The offline evaluation is, technically speaking, based on the Python script language, which has been extended by specific syntactic language elements and a specialised evaluation library to give optimal support to the test evaluation. The use of a script language ensures a high degree of flexibility in the test evaluation: access to reference data, communication with other tools and development of one's own domain-specific libraries for test evaluation is supported. Besides of the script based test result evaluation user interfaces provide simple access to the test assessments and help non-programmers to avoid scripting.

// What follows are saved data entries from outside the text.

// SPDX-License-Identifier: MIT OR Apache-2.0

//! Shared helpers for integration tests.

#![allow(dead_code)]

use fnmanifest::domain::{ConfigMap, ManifestError, Result};
use fnmanifest::ports::{FunctionProvider, Invocation, NotificationRegistrar};
use std::collections::HashMap;
use std::io::Write;
use std::sync::{Arc, Mutex};

/// A provider call observed by [`RecordingProvider`].
#[derive(Clone, Debug, PartialEq, Eq)]
pub enum Call {
    Update(String),
    Create(String),
    Wait(String),
    Arn(String),
    Invoke(String),
    PutNotification(String),
}

#[derive(Debug, Default)]
struct State {
    functions: HashMap<String, (ConfigMap, Vec<u8>)>,
    notifications: HashMap<String, ConfigMap>,
    calls: Vec<Call>,
    failing_operation: Option<String>,
}

/// An in-memory provider that records every call.
///
/// Clones share state, so one handle can be boxed into a service while another
/// is kept for assertions.
#[derive(Clone, Debug, Default)]
pub struct RecordingProvider {
    state: Arc<Mutex<State>>,
}

impl RecordingProvider {
    /// Creates a provider with no functions.
    pub fn new() -> Self {
        Self::default()
    }

    /// Pre-registers an existing function.
    pub fn with_function(self, function_name: &str) -> Self {
        self.state
            .lock()
            .unwrap()
            .functions
            .insert(function_name.to_string(), (ConfigMap::new(), Vec::new()));
        self
    }

    /// Makes the named operation fail with a provider error.
    pub fn failing(self, operation: &str) -> Self {
        self.state.lock().unwrap().failing_operation = Some(operation.to_string());
        self
    }

    /// Every call observed so far, in order.
    pub fn calls(&self) -> Vec<Call> {
        self.state.lock().unwrap().calls.clone()
    }

    /// The configuration a function was created with.
    pub fn created_configuration(&self, function_name: &str) -> Option<ConfigMap> {
        self.state
            .lock()
            .unwrap()
            .functions
            .get(function_name)
            .map(|(configuration, _)| configuration.clone())
    }

    /// The code currently stored for a function.
    pub fn code(&self, function_name: &str) -> Option<Vec<u8>> {
        self.state
            .lock()
            .unwrap()
            .functions
            .get(function_name)
            .map(|(_, code)| code.clone())
    }

    /// The notification configuration last put on a bucket.
    pub fn notification(&self, bucket: &str) -> Option<ConfigMap> {
        self.state.lock().unwrap().notifications.get(bucket).cloned()
    }

    fn record(&self, operation: &str, call: Call) -> Result<()> {
        let mut state = self.state.lock().unwrap();
        state.calls.push(call);
        if state.failing_operation.as_deref() == Some(operation) {
            return Err(ManifestError::ProviderError {
                operation: operation.to_string(),
                message: "injected failure".to_string(),
                source: None,
            });
        }
        Ok(())
    }
}

impl FunctionProvider for RecordingProvider {
    fn update_function_code(&self, function_name: &str, code: &[u8]) -> Result<()> {
        self.record("update", Call::Update(function_name.to_string()))?;
        let mut state = self.state.lock().unwrap();
        match state.functions.get_mut(function_name) {
            Some((_, stored)) => {
                *stored = code.to_vec();
                Ok(())
            }
            None => Err(ManifestError::FunctionNotFound {
                function_name: function_name.to_string(),
            }),
        }
    }

    fn create_function(&self, configuration: &ConfigMap, code: &[u8]) -> Result<()> {
        let name = configuration
            .get("FunctionName")
            .and_then(|v| v.as_str())
            .unwrap_or_default()
            .to_string();
        self.record("create", Call::Create(name.clone()))?;
        self.state
            .lock()
            .unwrap()
            .functions
            .insert(name, (configuration.clone(), code.to_vec()));
        Ok(())
    }

    fn wait_until_updated(&self, function_name: &str) -> Result<()> {
        self.record("wait", Call::Wait(function_name.to_string()))
    }

    fn function_arn(&self, function_name: &str) -> Result<String> {
        self.record("arn", Call::Arn(function_name.to_string()))?;
        Ok(format!("arn:test:function:{}", function_name))
    }

    fn invoke(&self, function_name: &str) -> Result<Invocation> {
        self.record("invoke", Call::Invoke(function_name.to_string()))?;
        Ok(Invocation {
            status_code: 200,
            payload: format!("{{\"function\":\"{}\"}}", function_name).into_bytes(),
        })
    }
}

impl NotificationRegistrar for RecordingProvider {
    fn put_notification_configuration(
        &self,
        bucket: &str,
        configuration: &ConfigMap,
    ) -> Result<()> {
        self.record("notify", Call::PutNotification(bucket.to_string()))?;
        self.state
            .lock()
            .unwrap()
            .notifications
            .insert(bucket.to_string(), configuration.clone());
        Ok(())
    }
}

/// Creates a temporary YAML manifest with the given content.
///
/// Returns a NamedTempFile that will be automatically deleted when dropped.
pub fn create_temp_manifest(content: &str) -> tempfile::NamedTempFile {
    let mut file = tempfile::Builder::new().suffix(".yaml").tempfile().unwrap();
    write!(file, "{}", content).unwrap();
    file.flush().unwrap();
    file
}

/// A manifest in the flat, dotted style the expander exists for.
pub const SAMPLE_MANIFEST: &str = r#"
FunctionConfiguration:
  FunctionName: thumbnailer
  Runtime: python3.12
  Handler: app.handler
  Role: arn:test:role/thumbnailer
  MemorySize: 256
  Environment.Variables.STAGE: prod
  Environment.Variables.MAX_WIDTH: "1024"
  Tags.team: media
Environments:
  - Name: prod
    Triggers:
      - Bucket: uploads
        NotificationConfiguration.LambdaFunctionConfigurations:
          - Events: ["s3:ObjectCreated:*"]
            Filter.Key.FilterRules:
              - Name: suffix
                Value: .jpg
      - Bucket: archive
        NotificationConfiguration.LambdaFunctionConfigurations:
          - Events: ["s3:ObjectRemoved:*"]
"#;
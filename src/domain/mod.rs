// SPDX-License-Identifier: MIT OR Apache-2.0

//! Domain layer containing core business logic and types.
//!
//! This module contains the configuration document model, dotted-key expansion,
//! and typed manifest sections. It performs no I/O and knows nothing about
//! file formats or providers.

pub mod config_value;
pub mod errors;
pub mod expander;
pub mod key_path;
pub mod manifest;

// Re-export commonly used types
pub use config_value::{ConfigMap, ConfigValue};
pub use errors::{ConflictReason, ManifestError, Result};
pub use expander::{expand, Expander};
pub use key_path::{DocumentPath, DottedKey};
pub use manifest::{Environment, FunctionConfiguration, Manifest, StorageTrigger};
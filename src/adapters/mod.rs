// SPDX-License-Identifier: MIT OR Apache-2.0

//! Adapters layer containing parser and file implementations.
//!
//! This module contains concrete implementations of the ports defined in the
//! ports layer, plus the file readers used to load manifests and artifacts.

pub mod artifact;
#[cfg(feature = "yaml")]
pub mod yaml_file;

// Re-export adapters based on feature flags
pub use artifact::Artifact;
#[cfg(feature = "yaml")]
pub use yaml_file::{ManifestFile, YamlParser};

use std::path::Path;

/// File name used in error messages, so full paths are not leaked.
pub(crate) fn display_name(path: &Path) -> &str {
    path.file_name()
        .and_then(|n| n.to_str())
        .unwrap_or("<unknown>")
}
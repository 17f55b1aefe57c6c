// SPDX-License-Identifier: MIT OR Apache-2.0

//! Command-line tool that expands a deployment manifest and prints it as YAML.
//!
//! ```bash
//! fnmanifest manifest.yaml
//! fnmanifest manifest.yaml --section FunctionConfiguration -v
//! ```

use clap::Parser;
use fnmanifest::adapters::yaml_file::to_yaml_string;
use fnmanifest::adapters::{ManifestFile, YamlParser};
use fnmanifest::domain::expander::DEFAULT_MAX_DEPTH;
use fnmanifest::domain::{ConfigValue, Expander, Result};
use std::path::PathBuf;
use std::process::ExitCode;
use tracing::Level;

/// Expand dotted keys in a deployment manifest.
#[derive(Debug, Parser)]
#[command(name = "fnmanifest", version, about)]
struct Cli {
    /// Manifest file to expand
    manifest: PathBuf,

    /// Print only this top-level section
    #[arg(short, long)]
    section: Option<String>,

    /// Maximum document nesting depth
    #[arg(long, default_value_t = DEFAULT_MAX_DEPTH)]
    max_depth: usize,

    /// Increase log verbosity (-v debug, -vv trace)
    #[arg(short, long, action = clap::ArgAction::Count)]
    verbose: u8,
}

fn main() -> ExitCode {
    let cli = Cli::parse();

    let level = match cli.verbose {
        0 => Level::WARN,
        1 => Level::DEBUG,
        _ => Level::TRACE,
    };
    tracing_subscriber::fmt()
        .with_max_level(level)
        .with_writer(std::io::stderr)
        .init();

    match run(&cli) {
        Ok(text) => {
            print!("{}", text);
            ExitCode::SUCCESS
        }
        Err(e) => {
            eprintln!("error: {}", e);
            ExitCode::FAILURE
        }
    }
}

fn run(cli: &Cli) -> Result<String> {
    let file = ManifestFile::with_parser(
        &cli.manifest,
        Box::new(YamlParser::new()),
        Expander::new().with_max_depth(cli.max_depth),
    )?;
    let manifest = file.manifest();

    let document = match &cli.section {
        Some(name) => manifest.section(name)?.clone(),
        None => ConfigValue::Mapping(manifest.root().clone()),
    };
    to_yaml_string(&document)
}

Measurement data from other sources like TargetLink and Simulink signal logging or MCD-3 measurement data can be assessed automatically. This data can be independent from the test execution.

== Test documentation ==

TPT test documentation according to IEEE 829 presents the result of the test evaluation to the tester in a HTML, report, in which not only the pure information "success", "failed" or "unknown" can be depicted as the test result for each test case, but also details such as characteristic parameters or signals that have been observed in the test execution or computed in the test evaluation. Since the test assessment returns proper information about the timing and the checked behaviour this information can be made available in the report.
The content of the test documentation as well as the structure of the document can be freely configured with the help of a template.

== Test management ==

TPT supports test management of TPT test projects with the following activities:

- Test case development in a test project
- Test planning through test set configuration and test execution configuration
- Automatic test execution and evaluation (assessment) in a Test campaign
- Test reporting (detailed for an individual test run)
- Test summary reporting over different release cycles and
- Traceability of requirements, tests, test runs, test results

== Requirements tracing ==

Industry norms such as IEC 61508, DO-178B, EN 50128 and ISO 26262 require traceability of requirements and tests. TPT offers an interface to requirements tools like Telelogic DOORS to support these activities.

== Application ==

TPT is a model-based testing tool and is applied mainly in the automotive controller development and has originally been developed within Daimler AG for their own development. Daimler coordinated the development of the testing tool for years. Since 2007 PikeTec continues the development of the tool. TPT is used by many different other car manufacturers like BMW, Volkswagen, Audi, Porsche and General Motors as well as suppliers like Robert Bosch GmbH, Continental and Hella.